Returning to Britain with his exotic shots, Thomson published them and lectured for a year. His camera and lectures brought the Far East to life for England. It was a world totally unlike anything they had ever known.
“We are now making history, and the sun picture supplies the means of passing down a record of what we are, and what we have achieved in this nineteenth century of our progress,” Thomson said.
Thomson returned to the Far East at the end of the year. This time he chose Hong Kong. He spent the next five years traveling all over China with his camera.
Sometimes Thomson traveled with other Westerners. For years his only companion was his dog Spot.
Although his camera could probably take up to 12 inch by 16 inch plates, most of the images Thomson shot were around 12 inches by 9 inches or smaller.
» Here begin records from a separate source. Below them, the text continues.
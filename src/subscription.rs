//! Push subscriptions and the device identity derived from them.
//!
//! A [`Subscription`] is owned by the platform push API. It is never
//! persisted by the page side; identifiers are re-derived from it on demand.

// Rust guideline compliant 2026-02

use serde::{Deserialize, Serialize};

use crate::codec::{decode_url_safe_base64, encode_url_safe_base64};
use crate::error::PushResult;

/// Key material names exposed by a subscription (`getKey(name)`).
#[derive(Debug, Clone, Copy, PartialEq, Eq)]
pub enum SubscriptionKey {
    /// Client P-256 ECDH public key.
    P256dh,
    /// Shared auth secret.
    Auth,
}

/// Platform push subscription handle.
#[derive(Clone, PartialEq, Eq)]
pub struct Subscription {
    endpoint: String,
    p256dh: Vec<u8>,
    auth: Vec<u8>,
}

impl std::fmt::Debug for Subscription {
    fn fmt(&self, f: &mut std::fmt::Formatter<'_>) -> std::fmt::Result {
        f.debug_struct("Subscription")
            .field("endpoint", &self.endpoint)
            .finish_non_exhaustive()
    }
}

impl Subscription {
    /// Build a subscription from raw key material.
    pub fn new(endpoint: impl Into<String>, p256dh: Vec<u8>, auth: Vec<u8>) -> Self {
        Self {
            endpoint: endpoint.into(),
            p256dh,
            auth,
        }
    }

    /// Push service endpoint URL.
    pub fn endpoint(&self) -> &str {
        &self.endpoint
    }

    /// Raw key material.
    pub fn key(&self, key: SubscriptionKey) -> &[u8] {
        match key {
            SubscriptionKey::P256dh => &self.p256dh,
            SubscriptionKey::Auth => &self.auth,
        }
    }

    /// Wire form of a key.
    pub fn encoded_key(&self, key: SubscriptionKey) -> String {
        encode_url_safe_base64(self.key(key))
    }

    /// Parse the JSON shape browsers produce from `PushSubscription.toJSON()`.
    pub fn from_json(json: &str) -> PushResult<Self> {
        let exported: ExportedSubscription = serde_json::from_str(json)?;
        exported.try_into()
    }

    /// Serialize back into the `toJSON()` shape.
    pub fn to_json(&self) -> PushResult<String> {
        let exported = ExportedSubscription {
            endpoint: self.endpoint.clone(),
            keys: ExportedKeys {
                p256dh: self.encoded_key(SubscriptionKey::P256dh),
                auth: self.encoded_key(SubscriptionKey::Auth),
            },
        };
        Ok(serde_json::to_string_pretty(&exported)?)
    }
}

#[derive(Serialize, Deserialize)]
struct ExportedSubscription {
    endpoint: String,
    keys: ExportedKeys,
}

#[derive(Serialize, Deserialize)]
struct ExportedKeys {
    p256dh: String,
    auth: String,
}

impl TryFrom<ExportedSubscription> for Subscription {
    type Error = crate::error::PushError;

    fn try_from(exported: ExportedSubscription) -> PushResult<Self> {
        Ok(Self {
            endpoint: exported.endpoint,
            p256dh: decode_url_safe_base64(&exported.keys.p256dh)?,
            auth: decode_url_safe_base64(&exported.keys.auth)?,
        })
    }
}

/// Path component addressing a device on the backend.
///
/// For the standard backend this is the encoded `auth` secret; for the vendor
/// backend it is the server-assigned device id.
#[derive(Debug, Clone, PartialEq, Eq, Hash)]
pub struct DeviceIdentity(String);

impl DeviceIdentity {
    /// Wrap a server-assigned identifier.
    pub fn new(id: impl Into<String>) -> Self {
        Self(id.into())
    }

    /// Derive the identity from a subscription's `auth` key material.
    ///
    /// Deterministic: the same subscription always yields the same identity.
    pub fn derive(subscription: &Subscription) -> Self {
        Self(subscription.encoded_key(SubscriptionKey::Auth))
    }

    /// Identity as used in request paths.
    pub fn as_str(&self) -> &str {
        &self.0
    }
}

impl std::fmt::Display for DeviceIdentity {
    fn fmt(&self, f: &mut std::fmt::Formatter<'_>) -> std::fmt::Result {
        f.write_str(&self.0)
    }
}

impl AsRef<str> for DeviceIdentity {
    fn as_ref(&self) -> &str {
        &self.0
    }
}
His travel photographic archive is remarkable not only because it survived, but because of the range of subject matter and the exceptionally high quality of the images.
In 1870, one of the trips Thomson’s made was to Foochow, a port on the River Min. By 1850, Foochow had grown into one of the biggest ports in China, the world’s largest tea exporter. He created a huge pictorial record of the landscape, architecture and people of the area.
Using these photos, Thomson published by subscription a limited edition book 'Foochow and the River Min' in 1873. The 46 copies sold to European residents of Foochow, primarily tea-planters, missionaries, merchants and government officials in the region.
‘Foochow and the River Min’ is one of the scarcest of all 19th century books illustrated with photographs. Forty-six copies are believed to have been printed, but only six have been located at the time of this writing.
On April 22, Sotheby’s, New York, featured a copy of ‘Foochow and the River Min’ on the block in the Photographs auction. Expected to bring $50,000-$70,000, the book sold for $180,000.
Here are some current values for other important photographers sold in the auction.
Hiroshi Sugimoto; ‘Guggenheim Museum, New York’; signed; 1994; 58 3/4 inches by 47 inches; $114,000.
Diane Arbus; ‘Man and Wife in Living Room of a Nudist Camp, NJ’; 1963; 14 5/8 inches by 14 1/2 inches; $120,000.
Edward Curtis; ‘The North American Indian,’ Portfolio 3; 1908; 34 of 36 large-format photogravures after photographs by Curtis; 15 3/4 inches by 10 1/2 inches approximate; $132,000.
Ansel Adams; 5 photos; ‘Surf Sequence, San Mateo County Coast, California’; each mounted and signed by the photographer in pencil with Carmel studio stamp; 1940; each 10 7/8 inches by 13 1/8 inches; $352,000. (To date, a record for this artist at auction.)